Your assignment
Your output should be the entries below, from the first line up to and including the line with "commit. Every operation", reproduced exactly and with no other lines.

Dataset entries
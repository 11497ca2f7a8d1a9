//! In-memory store with the same key and reference rules as the SQL schema.
//!
//! Transactions work on a snapshot of the committed dataset and swap it in on
//! commit. Every operation can be made to fail with [`MemoryStore::fail_on`].

use std::collections::{BTreeMap, HashSet};
use std::sync::Arc;

use async_trait::async_trait;
use chrono::Utc;
use bigdecimal::BigDecimal;
use sales_core::{
    fits_numeric, Customer, NewRefreshLog, Order, OrderItem, Product, RefreshLog, RefreshLogUpdate,
    RefreshStatus, CURRENCY_PRECISION, CURRENCY_SCALE, DISCOUNT_PRECISION, DISCOUNT_SCALE,
};
use tokio::sync::RwLock;

use crate::{ClearedRows, RefreshLogStore, SalesStore, SalesTransaction, StoreError};

#[derive(Debug, Clone, Copy, PartialEq, Eq, Hash)]
pub enum MemoryOp {
    Begin,
    Clear,
    InsertCustomers,
    InsertProducts,
    InsertOrders,
    InsertOrderItems,
    Commit,
    CountOrders,
    AppendLog,
    UpdateLog,
    RecentLogs,
}

#[derive(Debug, Clone, PartialEq, Eq)]
pub struct StoredOrderItem {
    pub id: i64,
    pub item: OrderItem,
}

#[derive(Debug, Clone, Default)]
struct Dataset {
    customers: BTreeMap<String, Customer>,
    emails: HashSet<String>,
    products: BTreeMap<String, Product>,
    orders: BTreeMap<String, Order>,
    order_items: Vec<StoredOrderItem>,
    next_item_id: i64,
}

#[derive(Debug, Default)]
struct MemoryInner {
    dataset: RwLock<Dataset>,
    logs: RwLock<Vec<RefreshLog>>,
    faults: RwLock<HashSet<MemoryOp>>,
    inserts: RwLock<Vec<(MemoryOp, usize)>>,
}

#[derive(Debug, Clone, Default)]
pub struct MemoryStore {
    inner: Arc<MemoryInner>,
}

impl MemoryStore {
    pub fn new() -> Self {
        Self::default()
    }

    pub async fn fail_on(&self, op: MemoryOp) {
        self.inner.faults.write().await.insert(op);
    }

    pub async fn clear_faults(&self) {
        self.inner.faults.write().await.clear();
    }

    async fn check(&self, op: MemoryOp) -> Result<(), StoreError> {
        if self.inner.faults.read().await.contains(&op) {
            return Err(StoreError::Injected(op));
        }
        Ok(())
    }

    pub async fn customers(&self) -> Vec<Customer> {
        self.inner.dataset.read().await.customers.values().cloned().collect()
    }

    pub async fn products(&self) -> Vec<Product> {
        self.inner.dataset.read().await.products.values().cloned().collect()
    }

    pub async fn orders(&self) -> Vec<Order> {
        self.inner.dataset.read().await.orders.values().cloned().collect()
    }

    pub async fn order_items(&self) -> Vec<StoredOrderItem> {
        self.inner.dataset.read().await.order_items.clone()
    }

    /// Sizes of every grouped insert attempted for `op`, committed or not.
    pub async fn insert_sizes(&self, op: MemoryOp) -> Vec<usize> {
        self.inner
            .inserts
            .read()
            .await
            .iter()
            .filter(|(recorded, _)| *recorded == op)
            .map(|(_, size)| *size)
            .collect()
    }

    async fn record_insert(&self, op: MemoryOp, size: usize) {
        self.inner.inserts.write().await.push((op, size));
    }
}

#[async_trait]
impl SalesStore for MemoryStore {
    type Tx = MemoryTransaction;

    async fn begin(&self) -> Result<MemoryTransaction, StoreError> {
        self.check(MemoryOp::Begin).await?;
        let working = self.inner.dataset.read().await.clone();
        Ok(MemoryTransaction {
            store: self.clone(),
            working,
        })
    }

    async fn count_orders(&self) -> Result<i64, StoreError> {
        self.check(MemoryOp::CountOrders).await?;
        Ok(self.inner.dataset.read().await.orders.len() as i64)
    }
}

pub struct MemoryTransaction {
    store: MemoryStore,
    working: Dataset,
}

#[async_trait]
impl SalesTransaction for MemoryTransaction {
    async fn clear_dataset(&mut self) -> Result<ClearedRows, StoreError> {
        self.store.check(MemoryOp::Clear).await?;
        let cleared = ClearedRows {
            order_items: self.working.order_items.len() as u64,
            orders: self.working.orders.len() as u64,
            products: self.working.products.len() as u64,
            customers: self.working.customers.len() as u64,
        };
        self.working.order_items.clear();
        self.working.orders.clear();
        self.working.products.clear();
        self.working.customers.clear();
        self.working.emails.clear();
        Ok(cleared)
    }

    async fn insert_customers(&mut self, rows: &[Customer]) -> Result<u64, StoreError> {
        self.store.record_insert(MemoryOp::InsertCustomers, rows.len()).await;
        self.store.check(MemoryOp::InsertCustomers).await?;

        let mut ids = HashSet::new();
        let mut emails = HashSet::new();
        for c in rows {
            if self.working.customers.contains_key(&c.customer_id) || !ids.insert(&c.customer_id) {
                return Err(StoreError::Conflict {
                    entity: "customer",
                    key: c.customer_id.clone(),
                });
            }
            if self.working.emails.contains(&c.email) || !emails.insert(&c.email) {
                return Err(StoreError::Conflict {
                    entity: "customer email",
                    key: c.email.clone(),
                });
            }
        }
        for c in rows {
            self.working.emails.insert(c.email.clone());
            self.working.customers.insert(c.customer_id.clone(), c.clone());
        }
        Ok(rows.len() as u64)
    }

    async fn insert_products(&mut self, rows: &[Product]) -> Result<u64, StoreError> {
        self.store.record_insert(MemoryOp::InsertProducts, rows.len()).await;
        self.store.check(MemoryOp::InsertProducts).await?;

        let mut ids = HashSet::new();
        for p in rows {
            if self.working.products.contains_key(&p.product_id) || !ids.insert(&p.product_id) {
                return Err(StoreError::Conflict {
                    entity: "product",
                    key: p.product_id.clone(),
                });
            }
        }
        for p in rows {
            self.working.products.insert(p.product_id.clone(), p.clone());
        }
        Ok(rows.len() as u64)
    }

    async fn insert_orders(&mut self, rows: &[Order]) -> Result<u64, StoreError> {
        self.store.record_insert(MemoryOp::InsertOrders, rows.len()).await;
        self.store.check(MemoryOp::InsertOrders).await?;

        let mut ids = HashSet::new();
        for o in rows {
            if self.working.orders.contains_key(&o.order_id) || !ids.insert(&o.order_id) {
                return Err(StoreError::Conflict {
                    entity: "order",
                    key: o.order_id.clone(),
                });
            }
            if !fits_numeric(&o.shipping_cost, CURRENCY_PRECISION, CURRENCY_SCALE) {
                return Err(check_violation("order", &o.order_id, "shipping_cost NUMERIC(10,2)"));
            }
            if !self.working.customers.contains_key(&o.customer_id) {
                return Err(StoreError::MissingReference {
                    entity: "order",
                    key: o.order_id.clone(),
                    target: format!("customer {}", o.customer_id),
                });
            }
        }
        for o in rows {
            self.working.orders.insert(o.order_id.clone(), o.clone());
        }
        Ok(rows.len() as u64)
    }

    async fn insert_order_items(&mut self, rows: &[OrderItem]) -> Result<u64, StoreError> {
        self.store.record_insert(MemoryOp::InsertOrderItems, rows.len()).await;
        self.store.check(MemoryOp::InsertOrderItems).await?;

        for i in rows {
            if i.quantity_sold < 0 {
                return Err(check_violation("order item", &i.order_id, "quantity_sold >= 0"));
            }
            if !fits_numeric(&i.unit_price, CURRENCY_PRECISION, CURRENCY_SCALE) {
                return Err(check_violation("order item", &i.order_id, "unit_price NUMERIC(10,2)"));
            }
            if !fits_numeric(&i.discount, DISCOUNT_PRECISION, DISCOUNT_SCALE)
                || i.discount < BigDecimal::from(0_i32)
                || i.discount > BigDecimal::from(1_i32)
            {
                return Err(check_violation("order item", &i.order_id, "discount in [0, 1]"));
            }
            if !self.working.orders.contains_key(&i.order_id) {
                return Err(StoreError::MissingReference {
                    entity: "order item",
                    key: i.order_id.clone(),
                    target: format!("order {}", i.order_id),
                });
            }
            if !self.working.products.contains_key(&i.product_id) {
                return Err(StoreError::MissingReference {
                    entity: "order item",
                    key: i.order_id.clone(),
                    target: format!("product {}", i.product_id),
                });
            }
        }
        for i in rows {
            self.working.next_item_id += 1;
            let id = self.working.next_item_id;
            self.working.order_items.push(StoredOrderItem {
                id,
                item: i.clone(),
            });
        }
        Ok(rows.len() as u64)
    }

    async fn commit(self) -> Result<(), StoreError> {
        self.store.check(MemoryOp::Commit).await?;
        *self.store.inner.dataset.write().await = self.working;
        Ok(())
    }

    async fn rollback(self) -> Result<(), StoreError> {
        Ok(())
    }
}

fn check_violation(entity: &'static str, key: &str, constraint: &'static str) -> StoreError {
    StoreError::CheckViolation {
        entity,
        key: key.to_string(),
        constraint,
    }
}

#[async_trait]
impl RefreshLogStore for MemoryStore {
    async fn append(&self, log: NewRefreshLog) -> Result<i64, StoreError> {
        self.check(MemoryOp::AppendLog).await?;
        let mut logs = self.inner.logs.write().await;
        let id = logs.len() as i64 + 1;
        logs.push(RefreshLog {
            id,
            status: RefreshStatus::InProgress,
            start_time: log.start_time,
            end_time: None,
            records_count: 0,
            error_message: String::new(),
            created_at: Utc::now(),
        });
        Ok(id)
    }

    async fn update(&self, id: i64, update: RefreshLogUpdate) -> Result<(), StoreError> {
        self.check(MemoryOp::UpdateLog).await?;
        let mut logs = self.inner.logs.write().await;
        let log = logs
            .iter_mut()
            .find(|l| l.id == id && l.status == RefreshStatus::InProgress)
            .ok_or(StoreError::LogNotOpen(id))?;
        log.status = update.status;
        log.end_time = Some(update.end_time);
        log.records_count = update.records_count;
        log.error_message = update.error_message;
        Ok(())
    }

    async fn recent(&self, limit: usize) -> Result<Vec<RefreshLog>, StoreError> {
        self.check(MemoryOp::RecentLogs).await?;
        let mut logs = self.inner.logs.read().await.clone();
        logs.sort_by(|a, b| b.created_at.cmp(&a.created_at).then(b.id.cmp(&a.id)));
        logs.truncate(limit);
        Ok(logs)
    }
}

Result of this task
repository 11497ca2f7a8d1a9
//! In-memory store with the same key and reference rules as the SQL schema.
//!
//! Transactions work on a snapshot of the committed dataset and swap it in on
//! commit. Every operation can be made to fail with [`MemoryStore::fail_on`].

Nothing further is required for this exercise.